Work instructions: Each line of the records below that contains "saved" needs to be copied.
━━━━━━━━━━━━━━━━━━━━
/// One token worth of bytes. Returns false only at end of input.
fn parse_next(
    cur: &mut Cursor,
    pc: &mut Scratch,
    ctx: &FileContext,
    preproc_ncnl_count: u32,
    in_preproc: TokenKind,
) -> bool {
    if !cur.more() {
        return false;
    }
    pc.line = cur.st.row;
    pc.col = cur.st.col;
    pc.kind = TokenKind::None;
    pc.flags = TokenFlags::empty();
    pc.text.clear();

    if parse_whitespace(cur, pc) {
        return true;
    }

    // unhandled directives keep their bodies as one opaque chunk
    if in_preproc.is_unhandled_preproc() {
        pc.kind = TokenKind::PreprocBody;
        let mut last = 0;
        let mut saved = cur.save();
        while cur.more() {
            let ch = cur.peek();
            if ch == b'\n' as i32 || ch == b'\r' as i32 {
                // back off an escaped newline
                if last == b'\\' as i32 {
                    cur.restore(saved);
                    pc.text.pop();
                }
                break;
            }
            if ch == b'/' as i32 && cur.peek_at(1) == b'/' as i32 {
                break;
            }
            last = ch;
            saved = cur.save();
            let ch = cur.get();
            pc.push(ch);
        }
        if !pc.text.is_empty() {
            return true;
        }
    }

    if cur.peek() == b'\\' as i32 && parse_bs_newline(cur, pc) {
        return true;
    }

    if parse_comment(cur, pc, ctx.lang) {
        return true;
    }

    // C# verbatim strings and @-quoted identifiers
    if ctx.is_lang(LangFlags::CS) && cur.peek() == b'@' as i32 {
        if cur.peek_at(1) == b'"' as i32 {
            return parse_cs_string(cur, pc);
        }
        if is_word_start_i(cur.peek_at(1)) {
            return parse_word(cur, pc, ctx, true, preproc_ncnl_count, in_preproc);
        }
    }

    // C++0x u8"x" u"x" U"x" R"tag(raw)tag"
    let ch = cur.peek();
    if ctx.is_lang(LangFlags::CPP)
        && (ch == b'u' as i32 || ch == b'U' as i32 || ch == b'R' as i32)
    {
        let mut idx = 0;
        let mut is_raw = false;
        if ch == b'u' as i32 && cur.peek_at(1) == b'8' as i32 {
            idx = 2;
        } else if (ch | 0x20) == b'u' as i32 {
            idx += 1;
        }
        if cur.peek_at(idx) == b'R' as i32 {
            idx += 1;
            is_raw = true;
        }
        if cur.peek_at(idx) == b'"' as i32 {
            if is_raw {
                if parse_cr_string(cur, pc, idx) {
                    return true;
                }
            } else if parse_string(
                cur,
                pc,
                ctx.config.string_escape_char,
                ctx.config.string_escape_char2,
                idx,
                true,
            ) {
                return true;
            }
        }
    }

    // PAWN strings: \"hi" or !"hi" or !\"hi" or \!"hi"
    if ctx.is_lang(LangFlags::PAWN)
        && (cur.peek() == b'\\' as i32 || cur.peek() == b'!' as i32)
    {
        if cur.peek_at(1) == b'"' as i32 {
            return parse_string(
                cur,
                pc,
                ctx.config.string_escape_char,
                ctx.config.string_escape_char2,
                1,
                cur.peek() == b'!' as i32,
            );
        }
        if (cur.peek_at(1) == b'\\' as i32 || cur.peek_at(1) == b'!' as i32)
            && cur.peek_at(2) == b'"' as i32
        {
            return parse_string(
                cur,
                pc,
                ctx.config.string_escape_char,
                ctx.config.string_escape_char2,
                2,
                false,
            );
        }
    }

    if parse_number(cur, pc) {
        return true;
    }

    if ctx.is_lang(LangFlags::D) {
        if d_parse_string(
            cur,
            pc,
            ctx.config.string_escape_char,
            ctx.config.string_escape_char2,
        ) {
            return true;
        }
    } else {
        // L'a', L"abc", S"abc", 'a', "abc", and <abc> in #include
        let ch = cur.peek();
        let ch1 = cur.peek_at(1);
        if (((ch == b'L' as i32 || ch == b'S' as i32)
            && (ch1 == b'"' as i32 || ch1 == b'\'' as i32))
            || ch == b'"' as i32
            || ch == b'\'' as i32
            || (ch == b'<' as i32 && in_preproc == TokenKind::PpInclude))
        {
            return parse_string(
                cur,
                pc,
                ctx.config.string_escape_char,
                ctx.config.string_escape_char2,
                usize::from(is_word_start_i(ch)),
                true,
            );
        }

        if ch == b'<' as i32 && in_preproc == TokenKind::PpDefine {
            let tail_is_macro = ctx
                .tokens
                .tail()
                .is_some_and(|id| ctx.tokens.tok(id).kind == TokenKind::Macro);
            if tail_is_macro {
                // "#define XXX <": assume '<' starts an include string
                return parse_string(
                    cur,
                    pc,
                    ctx.config.string_escape_char,
                    ctx.config.string_escape_char2,
                    0,
                    false,
                );
            }
        }
    }

    // Objective-C literals: @"str", @'c', @123
    if ctx.is_lang(LangFlags::OC) && cur.peek() == b'@' as i32 {
        let nc = cur.peek_at(1);
        if nc == b'"' as i32 || nc == b'\'' as i32 {
            return parse_string(
                cur,
                pc,
                ctx.config.string_escape_char,
                ctx.config.string_escape_char2,
                1,
                true,
            );
        }
        if is_dec(nc) {
            let ch = cur.get();
            pc.push(ch);
            return parse_number(cur, pc);
        }
    }

    // identifiers, including @-words for OC / Pawn / Java
    if is_word_start_i(cur.peek())
        || (cur.peek() == b'@' as i32 && is_word_start_i(cur.peek_at(1)))
    {
        return parse_word(cur, pc, ctx, false, preproc_ncnl_count, in_preproc);
    }

    let window = [
        cur.peek().max(0) as u8,
        cur.peek_at(1).max(0) as u8,
        cur.peek_at(2).max(0) as u8,
        cur.peek_at(3).max(0) as u8,
    ];
    let window_len = (0..4).take_while(|&i| cur.peek_at(i) >= 0).count();
    if let Some(punc) = find_punctuator(&window[..window_len], ctx.lang) {
        for _ in 0..punc.tag.len() {
            let ch = cur.get();
            pc.push(ch);
        }
        pc.kind = punc.kind;
        pc.flags |= TokenFlags::PUNCTUATOR;
        return true;
    }

    // throw away this byte
    pc.kind = TokenKind::Unknown;
    let ch = cur.get();
    pc.push(ch);
    warn!(
        "{}:{} garbage in col {}: 0x{:02x}",
        ctx.filename, pc.line, pc.col, pc.text[0]
    );
    true
}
━━━━━━━━━━━━━━━━━━━━
Response area:
        let mut saved = cur.save();
                    cur.restore(saved);
            saved = cur.save();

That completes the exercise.